Chapter 4. Classes, objects, and interfaces

 

This chapter covers

  • Classes and interfaces
  • Nontrivial properties and constructors
  • Data classes
  • Class delegation
  • Using the object keyword

This chapter gives you a deeper understanding of working with classes in Kotlin. In chapter 2, you saw the basic syntax for declaring a class. You know how to declare methods and properties, use simple primary constructors (aren’t they nice?), and work with enums. But there’s more to see.

Kotlin’s classes and interfaces differ a bit from their Java counterparts: for example, interfaces can contain property declarations. Unlike in Java, Kotlin’s declarations are final and public by default. In addition, nested classes aren’t inner by default: they don’t contain an implicit reference to their outer class.

For constructors, the short primary constructor syntax works great for the majority of cases, but there’s also the full syntax that lets you declare constructors with nontrivial initialization logic.
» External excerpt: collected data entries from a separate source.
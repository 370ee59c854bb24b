use async_trait::async_trait;
use dashmap::DashMap;
use tracing::info;

use crate::error::CredentialError;
use crate::model::{CredentialStatus, StatusPurpose};

/// Outcome of a status lookup.
#[derive(Debug, Clone, PartialEq, Eq)]
pub struct StatusCheck {
    pub status_id: String,
    pub is_revoked: bool,
    pub is_suspended: bool,
    pub reason: Option<String>,
}

impl StatusCheck {
    fn clear(status_id: &str) -> Self {
        Self {
            status_id: status_id.to_string(),
            is_revoked: false,
            is_suspended: false,
            reason: None,
        }
    }
}

/// Owns revocation and suspension flags for issued credentials.
///
/// Status entries are append/flip-only: a revocation is permanent, a
/// suspension may be lifted. Unknown status ids read as active.
#[async_trait]
pub trait CredentialStatusService: Send + Sync {
    async fn check_status(&self, status_id: &str) -> Result<StatusCheck, CredentialError>;

    /// Flip one flag on a status entry. Clearing a revocation is rejected.
    async fn set_flag(
        &self,
        status_id: &str,
        purpose: StatusPurpose,
        flagged: bool,
        reason: Option<String>,
    ) -> Result<(), CredentialError>;

    async fn mark_revoked(
        &self,
        status_id: &str,
        reason: Option<String>,
    ) -> Result<(), CredentialError> {
        self.set_flag(status_id, StatusPurpose::Revocation, true, reason)
            .await
    }

    /// Active means neither revoked nor suspended.
    async fn is_active(&self, status: &CredentialStatus) -> Result<bool, CredentialError> {
        let check = self.check_status(&status.id).await?;
        Ok(!check.is_revoked && !check.is_suspended)
    }

    async fn check_status_batch(
        &self,
        status_ids: &[String],
    ) -> Result<Vec<StatusCheck>, CredentialError> {
        let mut checks = Vec::with_capacity(status_ids.len());
        for id in status_ids {
            checks.push(self.check_status(id).await?);
        }
        Ok(checks)
    }
}

#[derive(Debug, Clone, Default)]
struct StatusEntry {
    revoked: bool,
    suspended: bool,
    reason: Option<String>,
}

/// Status service backed by a concurrent in-memory table.
#[derive(Default)]
pub struct InMemoryStatusService {
    entries: DashMap<String, StatusEntry>,
}

impl InMemoryStatusService {
    pub fn new() -> Self {
        Self::default()
    }
}

#[async_trait]
impl CredentialStatusService for InMemoryStatusService {
    async fn check_status(&self, status_id: &str) -> Result<StatusCheck, CredentialError> {
        Ok(self
            .entries
            .get(status_id)
            .map(|entry| StatusCheck {
                status_id: status_id.to_string(),
                is_revoked: entry.revoked,
                is_suspended: entry.suspended,
                reason: entry.reason.clone(),
            })
            .unwrap_or_else(|| StatusCheck::clear(status_id)))
    }

    async fn set_flag(
        &self,
        status_id: &str,
        purpose: StatusPurpose,
        flagged: bool,
        reason: Option<String>,
    ) -> Result<(), CredentialError> {
        // The entry lock from the DashMap makes flag flips atomic per id.
        let mut entry = self.entries.entry(status_id.to_string()).or_default();
        match purpose {
            StatusPurpose::Revocation => {
                if entry.revoked && !flagged {
                    return Err(CredentialError::Validation(
                        "revocation cannot be cleared".into(),
                    ));
                }
                entry.revoked = flagged;
            }
            StatusPurpose::Suspension => entry.suspended = flagged,
        }
        if flagged {
            entry.reason = reason;
        }
        info!(status_id, ?purpose, flagged, "status flag updated");
        Ok(())
    }
}
//! Fundamental types, errors, and constants for the Credence credential
//! trust engine.

pub mod config;
pub mod error;
pub mod types;

pub use config::EngineConfig;
pub use error::CoreError;
pub use types::{new_correlation_id, Did};

/// Base JSON-LD context every credential and presentation carries.
pub const CREDENTIALS_V1_CONTEXT: &str = "https://www.w3.org/2018/credentials/v1";

/// JSON-LD context marking a BBS+ / ZKP-capable document.
pub const BBS_V1_CONTEXT: &str = "https://w3id.org/security/bbs/v1";

/// Base type of every verifiable credential.
pub const VERIFIABLE_CREDENTIAL_TYPE: &str = "VerifiableCredential";

/// Base type of every verifiable presentation.
pub const VERIFIABLE_PRESENTATION_TYPE: &str = "VerifiablePresentation";

/// Type marker added to ZKP-oriented presentations.
pub const BBS_SIGNATURE_TYPE: &str = "BbsBlsSignature2020";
The same works for properties: the concise syntax is nice, but you can easily define your own implementations of accessors.

The Kotlin compiler can generate useful methods to avoid verbosity. Declaring a class as a data class instructs the compiler to generate several standard methods for this class. You can also avoid writing delegating methods by hand, because the delegation pattern is supported natively in Kotlin.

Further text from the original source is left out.